Görme engellilerin taleplerinin temeli, özgürce kentte adım atabilmek. Ancak, şehirde yer alan duba sorununun buna engel olduğunu dile getiren Ercan Şen “Bizim taleplerimiz aslında yıllardır aynı. Ben yaklaşık 10 yıldır bu işlerin içindeyim, muhtemelen benden öncesi de var. Görme engellilerin talebi bu şehirde; özgürce, başlarına bir şey gelmeden yürüyebilmek. Buna engel olan şeyler var. Bir; araç park etmesin diye koyulmuş dubalar. Çok sık var, çok fazlalar. O yüzden baston bir tanesini kaçırmazsa bir tanesini mutlaka kaçırıyor. Bugün bağımsız hareket eden, birine muhtaç kalmadan bastonuyla hareket etmeyi tercih eden bütün görme engellilerde diz altında geçmeyen yaralar var. Çünkü o dubalardan kaçmanın yolu yok ve iki haftada bir o dubalara çarpıyoruz ve bacaklarımız yaralıyor. Bununla ilgili Belediyeye defalarca dilekçe yazdık, Başkan’la, Ulaştırma Müdürü’yle görüştük. Ancak şu ana kadar olumlu bir sonuç alamadık. Gelecek yeni Belediye Başkanı’ndan ilk beklentimiz bu. Araç park etmesin diye konulmuş dubaların yerine alternatif bir çözüm istiyoruz. Dubaları komple kaldırmak en doğrusu ama yapılamıyorsa dubalar bacaklara zarar verilmeyecek bir materyalle kaplanabilir. Veya ayrı ayrı yerine tek bir bütünsel şeklinde örülebilir” ifadelerini kullandı.

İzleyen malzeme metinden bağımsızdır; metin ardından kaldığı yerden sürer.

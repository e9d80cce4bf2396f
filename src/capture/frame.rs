//! Frame data structures for camera frames awaiting analysis

use std::fmt;
use std::time::Instant;

use crate::vision::{FrameGeometry, FrameImage, Rotation};

/// A frame delivered by the camera layer
#[derive(Debug, Clone)]
pub struct CameraFrame {
    /// Monotonic frame number assigned by the source
    pub sequence: u64,
    /// Raw RGBA pixel data in sensor orientation, if the frame carries any
    pub data: Option<Vec<u8>>,
    /// Analysis frame width (view-aligned)
    pub width: u32,
    /// Analysis frame height (view-aligned)
    pub height: u32,
    /// Sensor buffer width in pixels
    pub sensor_width: u32,
    /// Sensor buffer height in pixels
    pub sensor_height: u32,
    /// Rotation needed to display the sensor image upright
    pub rotation: Rotation,
    /// Timestamp when frame was captured
    pub timestamp: Instant,
}

impl CameraFrame {
    /// Create a frame whose sensor buffer matches the analysis dimensions
    pub fn new(sequence: u64, data: Vec<u8>, width: u32, height: u32, rotation: Rotation) -> Self {
        Self {
            sequence,
            data: Some(data),
            width,
            height,
            sensor_width: width,
            sensor_height: height,
            rotation,
            timestamp: Instant::now(),
        }
    }

    /// A frame that arrived without image data
    pub fn without_image(sequence: u64, rotation: Rotation) -> Self {
        Self {
            sequence,
            data: None,
            width: 0,
            height: 0,
            sensor_width: 0,
            sensor_height: 0,
            rotation,
            timestamp: Instant::now(),
        }
    }

    /// Override the sensor buffer dimensions
    pub fn with_sensor_size(mut self, width: u32, height: u32) -> Self {
        self.sensor_width = width;
        self.sensor_height = height;
        self
    }

    /// Get frame dimensions as (width, height)
    pub fn dimensions(&self) -> (u32, u32) {
        (self.width, self.height)
    }

    pub fn geometry(&self) -> FrameGeometry {
        FrameGeometry::new(
            (self.width, self.height),
            (self.sensor_width, self.sensor_height),
        )
    }

    /// Image view for the OCR engine; None when there is nothing to read
    pub fn image(&self) -> Option<FrameImage<'_>> {
        let data = self.data.as_deref().filter(|d| !d.is_empty())?;
        Some(FrameImage {
            data,
            width: self.sensor_width,
            height: self.sensor_height,
            rotation: self.rotation,
        })
    }
}

type ReleaseHook = Box<dyn FnOnce(u64) + Send + Sync>;

/// A frame on loan from the camera layer
///
/// The source does not deliver the next frame until this one is released.
/// The release hook runs exactly once: on [`PendingFrame::release`] or on drop.
pub struct PendingFrame {
    frame: CameraFrame,
    on_release: Option<ReleaseHook>,
}

impl PendingFrame {
    pub fn new(frame: CameraFrame) -> Self {
        Self {
            frame,
            on_release: None,
        }
    }

    /// Attach a hook called with the frame sequence number on release
    pub fn on_release(mut self, hook: impl FnOnce(u64) + Send + Sync + 'static) -> Self {
        self.on_release = Some(Box::new(hook));
        self
    }

    pub fn frame(&self) -> &CameraFrame {
        &self.frame
    }

    /// Hand the buffer back to the source
    pub fn release(mut self) {
        self.run_release();
    }

    fn run_release(&mut self) {
        if let Some(hook) = self.on_release.take() {
            hook(self.frame.sequence);
        }
    }
}

impl Drop for PendingFrame {
    fn drop(&mut self) {
        self.run_release();
    }
}

impl fmt::Debug for PendingFrame {
    fn fmt(&self, f: &mut fmt::Formatter<'_>) -> fmt::Result {
        f.debug_struct("PendingFrame")
            .field("sequence", &self.frame.sequence)
            .field("dimensions", &self.frame.dimensions())
            .field("rotation", &self.frame.rotation)
            .field("released", &self.on_release.is_none())
            .finish()
    }
}
//! Application Coordinator
//!
//! Wires the frame source, the frame processor and the weight display
//! together. Frames are analyzed strictly one at a time on the scanning
//! thread; readings travel over a channel to the display thread, which
//! applies the debounce.

use anyhow::Result;
use crossbeam_channel::{unbounded, Receiver};
use std::thread::JoinHandle;
use std::time::{Duration, Instant};
use tracing::{debug, error, info};

use crate::capture::FrameSource;
use crate::config::AppConfig;
use crate::display::WeightDisplay;
use crate::overlay::ScanOverlay;
use crate::shared::{ScanRegionSlot, ScannerEvent, ScannerStats};
use crate::vision::{FrameOutcome, FrameProcessor, NumericExtractor, TextRecognizer};

/// Result of a scanning session
#[derive(Debug, Clone)]
pub struct ScanSummary {
    pub stats: ScannerStats,
    /// Display state after the last event
    pub display: WeightDisplay,
}

/// Main application coordinator
pub struct ScannerApp {
    config: AppConfig,
    scan_region: ScanRegionSlot,
    overlay: ScanOverlay,
}

impl ScannerApp {
    pub fn new(config: AppConfig) -> Self {
        let scan_region = ScanRegionSlot::new();
        let overlay = ScanOverlay::new(config.overlay.clone(), scan_region.clone());
        Self {
            config,
            scan_region,
            overlay,
        }
    }

    #[cfg(test)]
    pub fn scan_region(&self) -> &ScanRegionSlot {
        &self.scan_region
    }

    /// Scan every frame the source delivers
    ///
    /// `on_update` runs on the display thread after each accepted reading.
    pub fn run<F>(
        &self,
        source: &mut dyn FrameSource,
        recognizer: Box<dyn TextRecognizer>,
        on_update: F,
    ) -> Result<ScanSummary>
    where
        F: FnMut(&WeightDisplay) + Send + 'static,
    {
        let (view_width, view_height) = self.config.overlay.view_size;
        self.overlay.on_layout(view_width, view_height);

        if let Err(e) = source.configure(&self.config.capture) {
            error!("Frame source configuration failed: {:#}", e);
        }

        let processor = FrameProcessor::new(
            recognizer,
            NumericExtractor::new(self.config.scanner.extraction),
            self.scan_region.clone(),
        );

        let (events, display_rx) = unbounded();
        let display_thread = spawn_display(
            display_rx,
            Duration::from_millis(self.config.scanner.debounce_ms),
            on_update,
        )?;

        let runtime = tokio::runtime::Builder::new_current_thread()
            .enable_all()
            .build()?;

        let _ = events.send(ScannerEvent::Started);
        let stats = runtime.block_on(async {
            let mut stats = ScannerStats::default();
            loop {
                let pending = match source.next_frame() {
                    Ok(Some(pending)) => pending,
                    Ok(None) => break,
                    Err(e) => {
                        error!("Frame source failed: {:#}", e);
                        break;
                    }
                };
                stats.frames += 1;

                match processor.process(pending).await {
                    FrameOutcome::Reading(reading) => {
                        debug!(
                            "Frame {}: read {:?} (value {:?})",
                            reading.sequence, reading.text, reading.value
                        );
                        stats.readings += 1;
                        let _ = events.send(ScannerEvent::Reading(reading));
                    }
                    FrameOutcome::NoReading => {}
                    FrameOutcome::Skipped(reason) => {
                        debug!("Frame skipped: {:?}", reason);
                        stats.skipped += 1;
                    }
                    FrameOutcome::Failed(reason) => {
                        debug!("Frame failed: {}", reason);
                        stats.failed += 1;
                    }
                }
            }
            stats
        });
        let _ = events.send(ScannerEvent::Stopped);

        let display = display_thread
            .join()
            .map_err(|_| anyhow::anyhow!("Display thread panicked"))?;

        info!(
            "Scan finished: {} frames, {} readings, {} skipped, {} failed",
            stats.frames, stats.readings, stats.skipped, stats.failed
        );

        Ok(ScanSummary { stats, display })
    }
}

/// Run the display model on its own thread until scanning stops
fn spawn_display<F>(
    events: Receiver<ScannerEvent>,
    debounce: Duration,
    mut on_update: F,
) -> Result<JoinHandle<WeightDisplay>>
where
    F: FnMut(&WeightDisplay) + Send + 'static,
{
    let handle = std::thread::Builder::new()
        .name("weight-display".to_string())
        .spawn(move || {
            let mut display = WeightDisplay::new(debounce);
            for event in events {
                match event {
                    ScannerEvent::Started => debug!("Display: scanning started"),
                    ScannerEvent::Reading(reading) => {
                        if display.offer(&reading.text, Instant::now()) {
                            info!("Weight updated: {} (frame {})", reading.text, reading.sequence);
                            on_update(&display);
                        } else {
                            debug!(
                                "Reading {} from frame {} debounced ({:?} after capture)",
                                reading.text,
                                reading.sequence,
                                reading.captured_at.elapsed()
                            );
                        }
                    }
                    ScannerEvent::Stopped => {
                        display.stop_scanning();
                        break;
                    }
                }
            }
            display
        })?;
    Ok(handle)
}
//! Per-frame analysis
//!
//! Each frame goes through: scan region lookup, rotation-aware mapping into
//! sensor space, OCR, block filtering and numeric extraction. The frame is
//! owned by [`FrameProcessor::process`] and released when it returns, on
//! every path.

use std::time::Instant;
use tracing::{debug, warn};

use crate::capture::frame::{CameraFrame, PendingFrame};
use crate::shared::ScanRegionSlot;

use super::extract::NumericExtractor;
use super::region::{blocks_in_region, map_to_sensor};
use super::TextRecognizer;

/// A reading extracted from one frame
#[derive(Debug, Clone, PartialEq)]
pub struct WeightReading {
    /// Sequence number of the source frame
    pub sequence: u64,
    /// Reading exactly as displayed
    pub text: String,
    /// Parsed value
    pub value: Option<f64>,
    /// When the source frame was captured
    pub captured_at: Instant,
}

/// Why a frame was dropped without OCR
#[derive(Debug, Clone, Copy, PartialEq, Eq)]
pub enum SkipReason {
    /// The frame carried no image data
    NoImage,
    /// The overlay has not published a usable scan region yet
    NoScanRegion,
}

/// What happened to a frame
#[derive(Debug, Clone, PartialEq)]
pub enum FrameOutcome {
    /// A reading was found inside the scan region
    Reading(WeightReading),
    /// OCR ran but nothing inside the scan region qualified
    NoReading,
    /// The frame was dropped before OCR
    Skipped(SkipReason),
    /// OCR failed; the next frame is the retry
    Failed(String),
}

/// Runs OCR on frames and extracts weight readings from the scan region
pub struct FrameProcessor {
    recognizer: Box<dyn TextRecognizer>,
    extractor: NumericExtractor,
    scan_region: ScanRegionSlot,
}

impl FrameProcessor {
    pub fn new(
        recognizer: Box<dyn TextRecognizer>,
        extractor: NumericExtractor,
        scan_region: ScanRegionSlot,
    ) -> Self {
        Self {
            recognizer,
            extractor,
            scan_region,
        }
    }

    /// Slot the overlay publishes scan regions into
    #[cfg(test)]
    pub fn scan_region(&self) -> &ScanRegionSlot {
        &self.scan_region
    }

    /// Analyze one frame, releasing it before returning
    pub async fn process(&self, pending: PendingFrame) -> FrameOutcome {
        let outcome = self.analyze(pending.frame()).await;
        pending.release();
        outcome
    }

    async fn analyze(&self, frame: &CameraFrame) -> FrameOutcome {
        let Some(image) = frame.image() else {
            debug!("Frame {}: no image data, skipping", frame.sequence);
            return FrameOutcome::Skipped(SkipReason::NoImage);
        };

        let Some(region) = self.scan_region.get().filter(|r| !r.is_empty()) else {
            debug!("Frame {}: no scan region yet, skipping", frame.sequence);
            return FrameOutcome::Skipped(SkipReason::NoScanRegion);
        };

        let crop = map_to_sensor(&region, &frame.geometry(), frame.rotation);
        debug!(
            "Frame {} ({}): scan region {:?} -> sensor {:?}",
            frame.sequence, frame.rotation, region, crop
        );

        let start = Instant::now();
        let recognized = match self.recognizer.recognize(image).await {
            Ok(recognized) => recognized,
            Err(e) => {
                warn!("Text recognition failed on frame {}: {}", frame.sequence, e);
                return FrameOutcome::Failed(e.to_string());
            }
        };
        debug!(
            "{} OCR complete in {:?}, all detected text: {:?}",
            self.recognizer.name(),
            start.elapsed(),
            recognized.full_text()
        );

        let filtered = blocks_in_region(&recognized.blocks, &crop)
            .into_iter()
            .map(|block| block.text.as_str())
            .collect::<Vec<_>>()
            .join("\n");
        debug!("Filtered text: {:?}", filtered);

        match self.extractor.extract_candidate(&filtered) {
            Some(candidate) => {
                debug!("Extracted weight: {:?}", candidate.raw);
                FrameOutcome::Reading(WeightReading {
                    sequence: frame.sequence,
                    text: candidate.raw,
                    value: candidate.value,
                    captured_at: frame.timestamp,
                })
            }
            None => FrameOutcome::NoReading,
        }
    }
}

Dubaların ardından sorun, kaldırımlara geliyor. Kaldırımlarda yer alan ağaçlar, görme engelliler için tehlikelerden bir tanesi. Kaldırımlarda yer alan yamuk ağaç sorunundan bahseden Ercan Şen “İkinci şikayetimiz yine kaldırımlarla ilgili. Kaldırımda yamuk ağaçlar var. Bazılarının budaması yapılmamış durumda, bazılarının komple gövdesi yamuk. Biz şimdi bastonumuzla giderken temelde şunu yapıyoruz. Adımımızı atacağımız yere bastonumuzla dokunarak zemini kontrol ediyoruz. Ancak havadan gelecek darbelere açığız. Bu da ağacın bastonumuzun geçip kafamızın çarpmasına neden oluyor” sözlerine yer verdi.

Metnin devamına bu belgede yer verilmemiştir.